● To do
Find every line in the records below that holds the word "ReleaseFilter", and copy each one.

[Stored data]

>>>>>

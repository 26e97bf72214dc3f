//! Listing release deployments in a time window.

use std::time::Instant;

use tokio_util::sync::CancellationToken;

use crate::config::Environment;
use crate::error::Result;
use crate::fetch::fetch_candidates;
use crate::filter::ReleaseFilter;
use crate::obs::{self, QuerySpan};
use crate::resolve::DeploymentResolver;
use crate::storage_traits::BlobStore;
use crate::types::ReleaseDeployment;
use crate::window::TimeWindow;

/// Everything a listing needs besides the storage client.
#[derive(Debug, Clone)]
pub struct ReleaseQuery {
    pub container: String,
    pub environment: Environment,
    pub service_group_base: String,
    pub window: TimeWindow,
    pub pipeline_revision: String,
    pub source_revision: String,
    pub include_components: bool,
    /// Zero means unlimited
    pub limit: usize,
}

impl ReleaseQuery {
    /// The filter for this query over an arbitrary window.
    pub fn filter_for(&self, window: TimeWindow) -> ReleaseFilter<'_> {
        ReleaseFilter {
            container: &self.container,
            environment: self.environment,
            service_group_base: &self.service_group_base,
            window,
            pipeline_revision: &self.pipeline_revision,
            source_revision: &self.source_revision,
        }
    }
}

/// A validated query bound to a storage backend.
pub struct ReleaseLister<S> {
    store: S,
    query: ReleaseQuery,
}

impl<S: BlobStore> ReleaseLister<S> {
    pub fn new(store: S, query: ReleaseQuery) -> Self {
        Self { store, query }
    }

    pub fn query(&self) -> &ReleaseQuery {
        &self.query
    }

    pub fn window(&self) -> TimeWindow {
        self.query.window
    }

    /// List deployments in the configured window, newest first.
    pub async fn list_release_deployments(
        &self,
        cancel: &CancellationToken,
    ) -> Result<Vec<ReleaseDeployment>> {
        self.list_in_window(self.query.window, cancel).await
    }

    /// List deployments in `window`, newest first, ignoring the configured
    /// window. The query itself is left untouched.
    pub async fn list_in_window(
        &self,
        window: TimeWindow,
        cancel: &CancellationToken,
    ) -> Result<Vec<ReleaseDeployment>> {
        let _span = QuerySpan::enter(self.query.environment.as_str(), &window);
        let started = Instant::now();

        let filter = self.query.filter_for(window).build();
        obs::emit_query_started(&self.query.container, &filter);

        let candidates = fetch_candidates(&self.store, &filter, self.query.limit, cancel).await?;

        let resolver = DeploymentResolver::new(
            &self.store,
            &self.query.container,
            self.query.include_components,
        );
        let deployments = resolver.resolve_all(&candidates, cancel).await?;

        obs::emit_query_finished(
            candidates.len(),
            deployments.len(),
            started.elapsed().as_millis() as u64,
        );
        Ok(deployments)
    }
}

<<<<<

● Your solution
use crate::filter::ReleaseFilter;
    pub fn filter_for(&self, window: TimeWindow) -> ReleaseFilter<'_> {
        ReleaseFilter {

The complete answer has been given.